Me besó, yo apreté los labios. Ay, qué pesado, le dije. Qué guapa estás hoy, me dijo. ¿Guapa?, pues con qué poco te conformas, contesté. Con demasiado, me dijo, con demasiado, repitió. ¡Anda!, ¡que no seas pesado!, y ¡vámonos ya!, dije impaciente. ¿Cenita en mi casa y luego un poco de sofá?, ¿eh?, me preguntó con cara malo. ¡Noooooo!, que se nos hacen las mil y hoy tengo que dormir en casa que está mi madre que trina, así que unas cañas en algún sitio y ¡hala!, ¡me llevas a casa!, dije yo. Vamos, no seas tonta… quédate a dormir en mi casa, pero si en tres semanas te vuelves a Estados Unidos, ¿qué más dará lo que diga tu madre?, me dijo. ¡Qué fácil lo ves todo!, ¡qué fácil!, ¿no?, claro, como Pedrito ha tenido unos padres que le han consentido todo, pues, ¡hala!, ¡hago lo que me da la gana!, ¡pero yo tengo responsabilidad y mapas!, ¡muchos mapas que hacer!, ¡mapas!, ¡mapas!, grité. Sólo digo que… venga, vente a casa, que te hago un masaje, y si quieres vamos a recoger tu portátil y yo te ayudo con los mapas, ¿eh?, ya vas a ver cómo después te sientes mejor, me dijo. ¡Que no!, ¡que no!, ¡que NOOOOOOOO!, ¡que me agobias, Pedro!, ¡que no sabes cuánto me agobias!, ¡además tú no tienes ni idea de anotar mapas!, ¡que no!, ¡te estoy diciendo que nooooo, que no puedo!, ¿vale?, eres tan insistente que me agotas, ¡me agotassssssss!, le grité.

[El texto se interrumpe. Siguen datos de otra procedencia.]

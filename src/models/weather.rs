//! Normalized current weather returned to callers

use serde::{Deserialize, Serialize};

/// Placeholder when the upstream has no description
pub const MISSING_DESCRIPTION: &str = "-";
/// Placeholder when the upstream has no city name
pub const UNKNOWN_CITY: &str = "unknown";

/// Current conditions for one location
#[derive(Debug, Serialize, Deserialize, Clone, PartialEq, Eq)]
#[serde(rename_all = "camelCase")]
pub struct WeatherResult {
    /// Temperature in Celsius, rounded half away from zero
    pub temperature: i32,
    /// Human-readable description of weather conditions
    pub description: String,
    /// Provider icon code, empty when unknown
    pub icon_code: String,
    /// City the provider attributes the observation to
    pub city: String,
}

Pedro se acomodó en su asiento, miró al frente y puso las manos en el volante.
Elvira, me estás machacando y ya no aguanto más ―dijo con una escalofriante seriedad―, sé que no estás pasando por un buen momento, pero lo que no es justo es que proyectes sobre mí toda tu mierda y… ―giró la cara y me miró― me estás haciendo daño, Elvira, mucho daño.
Lo miraba sin decir nada. No me dejes, Pedro, por favor, no me dejes, que sin ti la soledad me quema, suplicaba en absoluto silencio.
Elvira, te digo en serio que me pareces una tía alucinante, nunca he conocido a nadie como tú, de verdad… pero esta relación ya no es saludable, yo… ya no puedo más… ―se le humedecieron los ojos―. Elvi, necesito alejarme un poco de ti, porque esto no va… ya no va ―después de quedarse en silencio un largo rato, me preguntó con cierta angustia― ¿No vas a decirme nada?
―No ―contesté de manera seca pellizcándome un muslo para evadirme de la enorme tristeza que estaba sintiendo en ese momento, y pensar sólo en el dolor físico de mi cuerpo.
Abrí la puerta del coche y salí.
Txiki, yo te quiero… ―me dijo antes de cerrarla.
Ni le contesté, ni me di la vuelta siquiera para mirarlo. Me aferré a la correa de mi bolso con ambas manos, caminé erguida mientras sentía cómo se me dislocaba el alma. Ya no me quedaba nada.